Health

Can We Fight Bacterial Infections by Killing ‘Bad’ Inflammation?

As resistance to antibiotics peaks, alternative strategies to fight infection, like boosting our body’s innate immunity, are being explored.

A molecule called IRF3 had recently been identified as crucial for the body to activate an innate immune response against polynephritis. Mice without the Irf3 gene developed severe symptoms, uncontrolled inflammation and kidney damage. Credit: scoregasm/Flickr, CC BY 2.0

A molecule called IRF3 had recently been identified as crucial for the body to activate an innate immune response against polynephritis. Mice without the Irf3 gene developed severe symptoms, uncontrolled inflammation and kidney damage. Credit: scoregasm/Flickr, CC BY 2.0

Bengaluru: Inflammation, the redness and swelling that accompanies most kinds of injury or infection, is one of the body’s first lines of defence. It indicates that blood, which is populated by important immune cells, is being directed to that area – generally a good sign that our innate immune system is alive and kicking.

However, sometimes things can go awry. “It is important for the immune response to regulate inflammatory responses because too much can hurt the body,” said Dipankar Nandi, immunologist at Indian Institute of Science, Bengaluru. The collateral damage could range from fever and pain to tissue destruction and organ failure. In a study published on April 27 in the journal Science Translational Medicine, scientists from Lund University, Sweden, describe a potential way to filter out the bad effects and only keep the ‘good’ kind of inflammation.

The team, led by Manoj Puthia, focused on specific genes that were known to regulate innate immune responses to bacterial infection, in this case a urinary tract infection called polynephritis which is caused by Escherichia coli. “We sought ways of selectively attenuating the destructive aspects of the innate immune response that cause symptoms and tissue damage, without jeopardising the antibacterial defence,” said Puthia.

A surprising interplay

A molecule called IRF3 had recently been identified as crucial for the body to activate an innate immune response against polynephritis. Mice without the Irf3 gene developed severe symptoms, uncontrolled inflammation and kidney damage. Humans with variations in their IRF3-related genes were also found to be highly susceptible to recurrent polynephritis, further bolstering the hypothesis.

In the current study, Puthia and team discover that another molecule IRF7, which along with IRF3 mediates immune response against viral infections, plays an opposing role to IRF3 when it comes to polynephritis. Mice without the Irf7 gene rapidly cleared pathogenic E. coli without any evident tissue damage. “Our results suggested that suppression of Irf7 might be beneficial, identifying Irf7 as an immunotherapeutic target,” said Puthia.

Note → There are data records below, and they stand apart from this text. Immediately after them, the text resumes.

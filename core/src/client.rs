//! Stateless request builder and response parser for the GitHub users API.
//!
//! # Design
//! `GithubClient` holds only configuration (base URL, page size, user agent)
//! and carries no mutable state between calls. Each operation is split into
//! a `build_*` method that produces an `HttpRequest` and a `parse_*` method
//! that consumes an `HttpResponse`; a `Transport` executes the round-trip in
//! between. Any status other than exactly 200 is an error.

use serde::de::DeserializeOwned;
use url::Url;

use crate::config::Config;
use crate::error::NetworkError;
use crate::http::{HttpMethod, HttpRequest, HttpResponse};
use crate::types::{Follower, User};

pub const DEFAULT_BASE_URL: &str = "https://api.github.com";
pub const DEFAULT_PER_PAGE: u32 = 100;
pub const DEFAULT_USER_AGENT: &str = concat!("ghfollowers-core/", env!("CARGO_PKG_VERSION"));

const GITHUB_ACCEPT: &str = "application/vnd.github+json";

/// Builds requests for, and parses responses from, the GitHub users API.
#[derive(Debug, Clone)]
pub struct GithubClient {
    base_url: String,
    per_page: u32,
    user_agent: String,
}

impl Default for GithubClient {
    fn default() -> Self {
        Self::new(DEFAULT_BASE_URL)
    }
}

impl GithubClient {
    pub fn new(base_url: &str) -> Self {
        Self {
            base_url: base_url.trim_end_matches('/').to_string(),
            per_page: DEFAULT_PER_PAGE,
            user_agent: DEFAULT_USER_AGENT.to_string(),
        }
    }

    pub fn from_config(config: &Config) -> Self {
        Self::new(&config.base_url)
            .with_per_page(config.per_page)
            .with_user_agent(&config.user_agent)
    }

    pub fn with_per_page(mut self, per_page: u32) -> Self {
        self.per_page = per_page.max(1);
        self
    }

    pub fn with_user_agent(mut self, user_agent: &str) -> Self {
        self.user_agent = user_agent.to_string();
        self
    }

    pub fn base_url(&self) -> &str {
        &self.base_url
    }

    /// Number of followers requested per page. A page shorter than this is
    /// the last one.
    pub fn per_page(&self) -> u32 {
        self.per_page
    }

    /// `GET {base}/users/{username}/followers?per_page={n}&page={page}`
    pub fn build_list_followers(&self, username: &str, page: u32) -> Result<HttpRequest, NetworkError> {
        let mut url = self.endpoint(&["users", validate_username(username)?, "followers"])?;
        url.query_pairs_mut()
            .append_pair("per_page", &self.per_page.to_string())
            .append_pair("page", &page.to_string());
        Ok(self.api_request(url))
    }

    /// `GET {base}/users/{username}`
    pub fn build_get_user(&self, username: &str) -> Result<HttpRequest, NetworkError> {
        let url = self.endpoint(&["users", validate_username(username)?])?;
        Ok(self.api_request(url))
    }

    /// `GET {url}` for raw bytes, typically an avatar image.
    pub fn build_download(&self, url: &str) -> Result<HttpRequest, NetworkError> {
        let url = Url::parse(url).map_err(|e| NetworkError::InvalidUrl(format!("{url}: {e}")))?;
        Ok(HttpRequest {
            method: HttpMethod::Get,
            url: url.to_string(),
            headers: vec![("user-agent".to_string(), self.user_agent.clone())],
        })
    }

    pub fn parse_list_followers(&self, response: HttpResponse) -> Result<Vec<Follower>, NetworkError> {
        decode_json(response)
    }

    pub fn parse_get_user(&self, response: HttpResponse) -> Result<User, NetworkError> {
        decode_json(response)
    }

    pub fn parse_download(&self, response: HttpResponse) -> Result<Vec<u8>, NetworkError> {
        check_status(&response)?;
        if response.body.is_empty() {
            return Err(NetworkError::EmptyBody);
        }
        Ok(response.body)
    }

    fn endpoint(&self, segments: &[&str]) -> Result<Url, NetworkError> {
        let mut url = Url::parse(&self.base_url)
            .map_err(|e| NetworkError::InvalidUrl(format!("{}: {e}", self.base_url)))?;
        url.path_segments_mut()
            .map_err(|_| NetworkError::InvalidUrl(self.base_url.clone()))?
            .pop_if_empty()
            .extend(segments);
        Ok(url)
    }

    fn api_request(&self, url: Url) -> HttpRequest {
        HttpRequest {
            method: HttpMethod::Get,
            url: url.to_string(),
            headers: vec![
                ("accept".to_string(), GITHUB_ACCEPT.to_string()),
                ("user-agent".to_string(), self.user_agent.clone()),
            ],
        }
    }
}

/// Reject usernames that would change the shape of the endpoint path.
fn validate_username(username: &str) -> Result<&str, NetworkError> {
    let breaks_path = |c: char| c.is_whitespace() || matches!(c, '/' | '?' | '#' | '\\');
    if username.is_empty() || username.contains(breaks_path) || username == "." || username == ".." {
        return Err(NetworkError::InvalidUrl(format!("invalid username {username:?}")));
    }
    Ok(username)
}

fn check_status(response: &HttpResponse) -> Result<(), NetworkError> {
    if response.status == 200 {
        Ok(())
    } else {
        Err(NetworkError::InvalidResponse(response.status))
    }
}

fn decode_json<T: DeserializeOwned>(response: HttpResponse) -> Result<T, NetworkError> {
    check_status(&response)?;
    if response.body.is_empty() {
        return Err(NetworkError::EmptyBody);
    }
    serde_json::from_slice(&response.body).map_err(|e| NetworkError::Decode(e.to_string()))
}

To further explore Irf7’s potential as a target, they introduced siRNA to IRF3-blocked mice. siRNA, or small interfering RNA, are small fragments of RNA that are designed to silence specific genes, in this case Irf7. As suspected, the mice, which previously had suffered grave kidney damage, now stopped producing IRF7 and were protected against infection and renal tissue damage.

An alternative worth exploring

The idea of equipping the body to fight off an infection by boosting innate immunity is often discussed as a possible alternative to antibiotic therapy, especially in the light of the antibiotic resistance crisis. However, this boosting has to be done in such a way that exaggerated inflammation does not occur. This is where the authors believe that their finding becomes relevant.

Satyajit Rath, a pathologist at National Institute of Immunology, Delhi, who was not involved in the study said that while such strategies are worth exploring, he sees them not as ‘instead of’ antibiotics but ‘in addition to’. “They are useful for situations of antibiotic resistance,” he said, adding that we should be wary since there has been some recent evidence that they may well modulate antibiotic resistance, too.  “And they can potentially have major problematic side effects, especially if needed for intermediate/long-term usage, since the immune/inflammation modulation is unlikely to be target-specific.”

Puthia acknowledged this concern. “As Irf7-blocked mice are susceptible to viral infections, long-term, systemic IRF7 inhibition could have side effects and should be avoided,” he said. However, he added that in a treatment setting analogous to antibiotic therapy, IRF7 inhibition would be temporary, making this an unlikely concern.

The team have many plans for the future. “We are in the process of planning a nation-wide clinical study in polynephritis patients to validate the genetic predisposition and identify suitable patient groups.” They also plan to investigate if siRNA is the best way to attenuate IRF7 or if other technical solutions will be more suitable in clinical studies. “If successful, these findings open new doors to treat infections, in particular where antibiotics are failing,” said Puthia.